→ Material for this task:
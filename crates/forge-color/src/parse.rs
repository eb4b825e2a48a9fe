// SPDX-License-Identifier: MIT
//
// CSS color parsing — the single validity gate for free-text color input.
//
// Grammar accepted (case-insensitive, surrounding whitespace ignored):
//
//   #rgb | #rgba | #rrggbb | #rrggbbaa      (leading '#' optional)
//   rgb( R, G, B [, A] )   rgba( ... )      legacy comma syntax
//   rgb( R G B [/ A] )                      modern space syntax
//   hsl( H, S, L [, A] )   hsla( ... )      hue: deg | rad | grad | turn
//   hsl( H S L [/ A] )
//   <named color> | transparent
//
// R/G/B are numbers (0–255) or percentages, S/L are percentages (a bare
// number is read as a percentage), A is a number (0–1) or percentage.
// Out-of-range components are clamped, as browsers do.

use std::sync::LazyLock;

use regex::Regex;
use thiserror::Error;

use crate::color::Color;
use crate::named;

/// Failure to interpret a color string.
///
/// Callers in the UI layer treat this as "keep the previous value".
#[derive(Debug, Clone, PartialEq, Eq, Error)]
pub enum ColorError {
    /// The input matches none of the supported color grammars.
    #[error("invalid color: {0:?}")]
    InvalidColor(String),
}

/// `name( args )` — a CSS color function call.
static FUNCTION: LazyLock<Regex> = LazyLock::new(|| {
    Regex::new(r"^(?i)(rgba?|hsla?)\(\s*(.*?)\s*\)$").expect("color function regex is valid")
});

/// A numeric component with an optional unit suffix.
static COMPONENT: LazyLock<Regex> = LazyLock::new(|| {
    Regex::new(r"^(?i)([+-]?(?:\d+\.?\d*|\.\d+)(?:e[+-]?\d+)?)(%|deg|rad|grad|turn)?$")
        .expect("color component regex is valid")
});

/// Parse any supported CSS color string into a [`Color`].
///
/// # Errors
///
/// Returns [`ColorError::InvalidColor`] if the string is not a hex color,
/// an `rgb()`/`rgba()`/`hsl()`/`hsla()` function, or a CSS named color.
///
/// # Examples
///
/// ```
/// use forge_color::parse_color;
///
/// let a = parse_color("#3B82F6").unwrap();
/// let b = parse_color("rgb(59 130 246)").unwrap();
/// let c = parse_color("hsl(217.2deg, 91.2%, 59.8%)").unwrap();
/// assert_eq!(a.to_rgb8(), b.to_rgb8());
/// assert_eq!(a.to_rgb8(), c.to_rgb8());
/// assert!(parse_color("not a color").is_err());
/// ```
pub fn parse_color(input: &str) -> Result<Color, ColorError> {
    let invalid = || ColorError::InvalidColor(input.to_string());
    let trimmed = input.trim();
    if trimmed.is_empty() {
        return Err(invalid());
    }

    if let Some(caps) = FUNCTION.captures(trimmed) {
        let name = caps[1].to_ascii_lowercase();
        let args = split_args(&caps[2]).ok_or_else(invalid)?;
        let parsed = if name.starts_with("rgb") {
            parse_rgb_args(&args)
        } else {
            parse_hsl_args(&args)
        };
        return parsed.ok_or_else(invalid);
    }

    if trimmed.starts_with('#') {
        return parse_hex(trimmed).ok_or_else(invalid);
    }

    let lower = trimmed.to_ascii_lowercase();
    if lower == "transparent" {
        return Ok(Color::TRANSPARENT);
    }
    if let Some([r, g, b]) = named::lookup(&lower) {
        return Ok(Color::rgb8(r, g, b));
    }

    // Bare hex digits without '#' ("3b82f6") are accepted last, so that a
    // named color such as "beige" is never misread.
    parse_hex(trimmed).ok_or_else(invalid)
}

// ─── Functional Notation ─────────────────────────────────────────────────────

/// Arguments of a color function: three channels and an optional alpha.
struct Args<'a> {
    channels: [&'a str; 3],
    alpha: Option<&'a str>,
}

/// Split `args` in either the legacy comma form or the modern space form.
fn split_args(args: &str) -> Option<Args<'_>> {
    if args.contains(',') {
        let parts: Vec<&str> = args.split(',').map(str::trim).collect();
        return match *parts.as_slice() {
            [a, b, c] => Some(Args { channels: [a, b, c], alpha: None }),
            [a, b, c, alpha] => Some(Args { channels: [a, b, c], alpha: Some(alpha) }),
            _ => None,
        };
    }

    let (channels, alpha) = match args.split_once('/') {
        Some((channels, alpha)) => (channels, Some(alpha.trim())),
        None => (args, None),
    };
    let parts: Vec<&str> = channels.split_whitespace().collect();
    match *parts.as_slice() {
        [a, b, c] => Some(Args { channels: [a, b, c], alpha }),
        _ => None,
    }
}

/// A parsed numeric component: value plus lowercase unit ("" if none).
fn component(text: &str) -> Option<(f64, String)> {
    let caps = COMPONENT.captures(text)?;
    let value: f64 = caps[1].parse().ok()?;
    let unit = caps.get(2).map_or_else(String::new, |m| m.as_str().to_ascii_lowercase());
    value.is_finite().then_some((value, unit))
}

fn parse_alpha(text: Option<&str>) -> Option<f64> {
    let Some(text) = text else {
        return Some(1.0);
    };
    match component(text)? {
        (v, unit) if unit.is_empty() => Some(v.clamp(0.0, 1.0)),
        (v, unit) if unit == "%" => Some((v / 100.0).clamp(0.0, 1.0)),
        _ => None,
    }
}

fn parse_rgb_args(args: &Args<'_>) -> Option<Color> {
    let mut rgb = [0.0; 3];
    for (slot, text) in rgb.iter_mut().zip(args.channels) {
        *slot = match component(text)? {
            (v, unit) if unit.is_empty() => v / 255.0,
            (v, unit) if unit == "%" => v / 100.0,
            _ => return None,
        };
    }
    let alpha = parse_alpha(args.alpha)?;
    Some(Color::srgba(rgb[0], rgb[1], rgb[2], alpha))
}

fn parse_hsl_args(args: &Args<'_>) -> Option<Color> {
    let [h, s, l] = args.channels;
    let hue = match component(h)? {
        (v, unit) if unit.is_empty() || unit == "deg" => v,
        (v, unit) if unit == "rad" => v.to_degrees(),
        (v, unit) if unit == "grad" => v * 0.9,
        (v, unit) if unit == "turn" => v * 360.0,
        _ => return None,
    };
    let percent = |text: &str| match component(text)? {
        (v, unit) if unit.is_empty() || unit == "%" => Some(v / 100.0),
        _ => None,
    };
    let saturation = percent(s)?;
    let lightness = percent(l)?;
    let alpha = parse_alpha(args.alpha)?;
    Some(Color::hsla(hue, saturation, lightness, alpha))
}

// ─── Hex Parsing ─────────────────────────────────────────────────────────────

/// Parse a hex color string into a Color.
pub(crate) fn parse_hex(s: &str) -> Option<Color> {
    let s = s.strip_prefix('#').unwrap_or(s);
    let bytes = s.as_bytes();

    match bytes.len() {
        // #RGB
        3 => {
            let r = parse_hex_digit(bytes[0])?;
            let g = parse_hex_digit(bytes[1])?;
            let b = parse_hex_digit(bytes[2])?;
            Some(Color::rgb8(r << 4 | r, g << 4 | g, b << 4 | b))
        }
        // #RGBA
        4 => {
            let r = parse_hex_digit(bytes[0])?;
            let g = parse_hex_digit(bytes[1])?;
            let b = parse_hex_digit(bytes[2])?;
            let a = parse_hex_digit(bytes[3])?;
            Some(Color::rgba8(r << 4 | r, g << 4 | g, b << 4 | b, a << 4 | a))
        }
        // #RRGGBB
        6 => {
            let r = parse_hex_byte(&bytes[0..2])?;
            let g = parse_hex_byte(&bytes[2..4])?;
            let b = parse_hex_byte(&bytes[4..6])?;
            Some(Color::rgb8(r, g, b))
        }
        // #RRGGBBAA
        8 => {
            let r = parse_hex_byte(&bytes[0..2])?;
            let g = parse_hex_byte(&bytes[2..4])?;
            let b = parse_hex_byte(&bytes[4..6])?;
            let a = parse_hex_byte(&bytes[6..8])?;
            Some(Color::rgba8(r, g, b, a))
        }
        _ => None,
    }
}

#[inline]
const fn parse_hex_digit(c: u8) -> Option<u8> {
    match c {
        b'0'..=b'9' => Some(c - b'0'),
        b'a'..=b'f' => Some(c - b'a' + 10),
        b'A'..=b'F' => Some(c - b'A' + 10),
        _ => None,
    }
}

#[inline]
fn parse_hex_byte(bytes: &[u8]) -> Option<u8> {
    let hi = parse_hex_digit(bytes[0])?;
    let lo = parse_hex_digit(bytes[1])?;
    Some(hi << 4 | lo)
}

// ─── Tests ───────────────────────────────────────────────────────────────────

→ Problem description: Which of the lines above hold the string "legacy"? Pick each of them out.

→ Response:
//   rgb( R, G, B [, A] )   rgba( ... )      legacy comma syntax
/// Split `args` in either the legacy comma form or the modern space form.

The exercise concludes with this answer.